But our economic reality has leapfrogged since then. Banks are mega institutions, Equity market is far more streamlined, conventional lenders aren’t as prominent, post liberalization jobs and consumerism have both jettisoned. Thus, it is extremely important to make our asset allocation more relevant to the times. The point is not to say that people did not evolve with time, it's just to establish that reliance on only the previous generation’s posturing, this may not be the wisest choice. The material requirements, consumerism, career ambition, approach to spending - all these change massively between generations. Investment style also needs to evolve.
Why is it important to know better?
Economics is the most applied subject, having the maximum intersection with our lives. There is a reason every morning newspaper carries an economics section. It is not a hobby, it is a pivotal nucleus to our existence. So we need to be on a journey of economic and financial literacy to know better : to attain true financial freedom. People work very hard to earn, put in a lot of sacrifices.It would be a pity to see the ROI of this effort go in vain, due to inadequate knowledge or communication.
The most important reason is social. One of the biggest drivers of women empowerment in the country ( and across the world) has been attaining financial freedom. The self-reliance offers great personal assurance, freeing them of fear or uncertainty of the future due to financial dependence. But, true financial freedom would be attained on not just working to earn money, but making money work for you. It’s always good to take counsel, but equally important to engage in financial decision making for self and the family.
How do we set on this journey?
Possibly a longer term fix, but definitely a more structural one is to integrate Economics as a detailed part of our education. Irrespective of the specialization, one continues to have modules of economics as an imperative subject ( like languages). This works on two fronts : it will help build a more rational mindset to make sense of the world around us, financial or otherwise. Also because economics is the study of human behavior, it can decipher and hopefully solve a lot of social issues as well.
There is no substitute for communication on this topic. We have to normalize openness. I am baffled at how long it took me to ask questions, discuss approaches along with specifics on financial decisions, even with the closest of friends. It is still a work in progress for me, but definitely such a critical component of this journey. Communication on money is the first step to a humble acknowledgement of not knowing everything on the topic. Speaking to contemporaries creates a pertinent ecosystem to build a strong knowledge base.
We live in times of finance influencers. There are many Youtube, Instagram channels and influencers who decode the complex world. While this can be a great starting point to orient, but should not be the go-to option to make decisions. It is great to have a sound financial advisor, who works closely with you. The first step they push you towards is defining your long term goals. This is not an easy task, but is the perfect starting point.

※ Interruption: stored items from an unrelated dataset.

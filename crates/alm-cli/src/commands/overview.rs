//! Overview command implementation.

use anyhow::Result;
use rust_decimal::Decimal;
use serde::Serialize;
use tabled::Tabled;

use alm_analytics::balance_sheet_overview;
use alm_core::AlmConfig;

use crate::cli::OutputFormat;
use crate::commands::BalanceSheetArgs;
use crate::input::load_balance_sheet;
use crate::output::{emit, format_money, format_pct_decimal, print_header, print_table, KeyValue};

#[derive(Debug, Serialize, Tabled)]
struct ProductRow {
    #[tabled(rename = "Product")]
    product: String,
    #[tabled(rename = "Type")]
    side: String,
    #[tabled(rename = "Amount", display_with = "format_money")]
    amount: Decimal,
    #[tabled(rename = "Share of Side", display_with = "format_pct_decimal")]
    share_pct: Decimal,
}

/// Execute the overview command.
pub fn execute(args: BalanceSheetArgs, _config: &AlmConfig, format: OutputFormat) -> Result<()> {
    let sheet = load_balance_sheet(args.balance_sheet.as_deref())?;
    let overview = balance_sheet_overview(&sheet);

    let rows: Vec<ProductRow> = overview
        .products
        .iter()
        .map(|p| ProductRow {
            product: p.product.clone(),
            side: p.side.label().to_string(),
            amount: p.amount,
            share_pct: p.share_of_side_pct,
        })
        .collect();

    if format == OutputFormat::Table {
        print_header("Balance Sheet Overview");
        let mut totals = vec![
            KeyValue::money("Total Assets", overview.total_assets),
            KeyValue::money("Total Liabilities", overview.total_liabilities),
            KeyValue::money("Equity", overview.equity),
        ];
        if let Some(ratio) = overview.equity_ratio_pct() {
            totals.push(KeyValue::new("Equity / Assets", format_pct_decimal(&ratio)));
        }
        print_table(&totals);
    }

    emit("Product Balances", &overview, &rows, format)
}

Outsourcing alone is not enough. Active engagement is what sets us on a meaningful journey. Working closely with a financial advisor may mean regular cadence of evaluation, asking hundreds of questions if needed without pretense and creating a long term environment of trust.
It is not a one gender prerogative. Collaborate on knowledge, skills and decisions. It is the responsibility of both partners to actively engage, irrespective of single income household or double income.
Money does not mean happiness. Money won’t buy it either. But what it gets you is the financial freedom to make a choice. So sit back, relax and consciously take off on this journey of money Ki baat. And like any journey, here are a couple of songs for the playlist to listen to along this journey.
Very well written Kris...I liked the flow and specially the mention of our middle class savings mentality which is beautifully linked to the economic situations during the 80s and 90s. The stark difference between the two centuries is nicely brought out and hence the need for a wider variety of financial literacy for both genders in today's times. Super interesting read indeed !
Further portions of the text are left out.